By Nate Shaw, RSCC, Arizona Diamondbacks

Optimal core stabilization is dependent on proper inter-coordination of abdominal and respiratory musculature. Inspiration begins as the diaphragm contracts and draws down caudally thus creating a natural vacuum in the pleural cavity. The thoracic rib cage moves in a cephalad direction only as an accessory motion to normal intercostal expansion. With diaghram contraction the contents of the abdominal viscera are compressed into the lower abdominal cavity and pelvic floor. The increase in intra-abdominal pressure through diaphragmatic activation along with proper opposition via contractions of the surrounding abdominal musculature results in “stiffness” or “bracing” of the outer wall (McGill). Core function requires an individual to be able to create three dimensional expansion (Liebenson) of the abdominal wall while positioning the ribs in a caudal direction during exhalation. Core stabilization is dependent on optimal function of respiration and diaphragmatic control.  Abdominal coordination and strength may be tested by observing the athletes ability to breathe optimally and correctly utilize his diaghram as described above.  This ability to generate circular stiffness can be evaluated and assigned a simple manual muscle test value.  Functional stabilization is achieved only when all of the spinal musculature work as a one unit and the quality of motor program is undisturbed by dysfunction or pathology.


Diaphragmatic Control

1)    The patient lies supine with the ribs in an exhaled position. The knees are bent with the feet on the table. Instruction is given for the patient to use diaphragmatic activation to create intra-abdominal pressure in a caudal and three dimensional direction around the core during exhalation. Attention is given to providing external ques by the practitioner to guide the ribs in a caudal direction while palpating the abdominal wall to maintain “stiffness” of the oblique musculature function.

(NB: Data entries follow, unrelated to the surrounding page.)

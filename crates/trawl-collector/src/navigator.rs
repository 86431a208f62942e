//! Search URL construction and page movement.

use crate::error::{CollectError, Result};
use std::sync::Arc;
use tracing::{debug, warn};
use trawl_browser::SessionDriver;
use trawl_core::{FilterField, QueryEncoder, SearchQuery, SiteConfig};
use url::Url;

/// Builds search URLs and moves the browser between results.
pub struct PageNavigator {
    driver: Arc<dyn SessionDriver>,
    encoder: Arc<dyn QueryEncoder>,
    site: SiteConfig,
}

impl PageNavigator {
    #[must_use]
    pub fn new(
        driver: Arc<dyn SessionDriver>,
        encoder: Arc<dyn QueryEncoder>,
        site: SiteConfig,
    ) -> Self {
        Self {
            driver,
            encoder,
            site,
        }
    }

    /// URL of the search page for `query`, including its page index.
    pub fn build_web_url(&self, query: &SearchQuery) -> Result<String> {
        let mut params = self.filter_params(query);
        params.push(("page", query.page.to_string()));
        params.push(("pageSize", query.page_size.to_string()));
        Self::compose(&self.site.base_url, &params)
    }

    /// URL of the JSON endpoint the search page calls for `query`.
    pub fn build_api_url(&self, query: &SearchQuery) -> Result<String> {
        let mut params = vec![
            ("scene", "1".to_string()),
            ("page", query.page.to_string()),
            ("pageSize", query.page_size.to_string()),
        ];
        params.extend(self.filter_params(query));
        Self::compose(&self.site.api_base_url, &params)
    }

    /// Load `url` in the browser.
    pub async fn navigate(&self, url: &str) -> trawl_browser::Result<()> {
        debug!(url, "loading search page");
        self.driver.navigate(url).await
    }

    /// Scroll to the bottom of the current page.
    pub async fn scroll(&self) -> trawl_browser::Result<()> {
        self.driver.scroll_to_bottom().await
    }

    /// Encoded query parameters, in the order the site's own UI emits them.
    ///
    /// Values without a known code are left out so one unknown filter does
    /// not sink the whole search.
    fn filter_params(&self, query: &SearchQuery) -> Vec<(&'static str, String)> {
        let mut params = Vec::new();

        if let Some(text) = query.text() {
            params.push(("query", text.to_string()));
        }

        for field in FilterField::ALL {
            let Some(value) = query.filter(field) else {
                continue;
            };

            // Districts are only meaningful inside a chosen city
            if field == FilterField::District && query.filter(FilterField::City).is_none() {
                debug!(district = value, "ignoring district without city");
                continue;
            }

            match self.encoder.encode(field, value) {
                Some(code) => params.push((field.param_name(), code)),
                None if field == FilterField::City => {
                    warn!(city = value, "no code for city, searching without city filter");
                }
                None => debug!(%field, value, "no code for filter value, omitting"),
            }
        }

        params
    }

    fn compose(base: &str, params: &[(&str, String)]) -> Result<String> {
        let url = Url::parse_with_params(base, params)
            .map_err(|e| CollectError::Validation(format!("invalid base URL {base}: {e}")))?;
        Ok(url.into())
    }
}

2)    Training of sagittal spine stabilization continues with maintaining position of the thoracic ribs in an exhaled position and continued expansion of the abdominal wall. The hips and knees are bent to 110 and 90 degrees of flexion respectively. Attention is given to training respiration and rib positioning while maintaining intra-abdominal pressure during a static supine hip flexion position (3 month.gunnertechnetwork.comelopmental position)


3)    Developing functional strength continues with the ability to maintain sagittal spine stabilization during functional movement patterns. The exercise increases in difficultly by alternating the hips in a reciprocal flexion and extension direction for specified sets and repetitions.


Endurance training

4)    Retraining of the respiratory and abdominal function is dependent on achieving endurance of the stabilizing spine musculature. The patient is directed to maintain rib positioning and intra-abdominal pressure while progressing through more difficult reciprocating movement for up to two minutes per set for a total of four sets.  Difficulty can be increased by changing surfaces and by varying levels of stability,


You can follow the same progression with the Franklin Balls.  These balls are positioned directly over the PSIS activating the oblique musculature.  Working up to 4 mins of time under tension is optimum.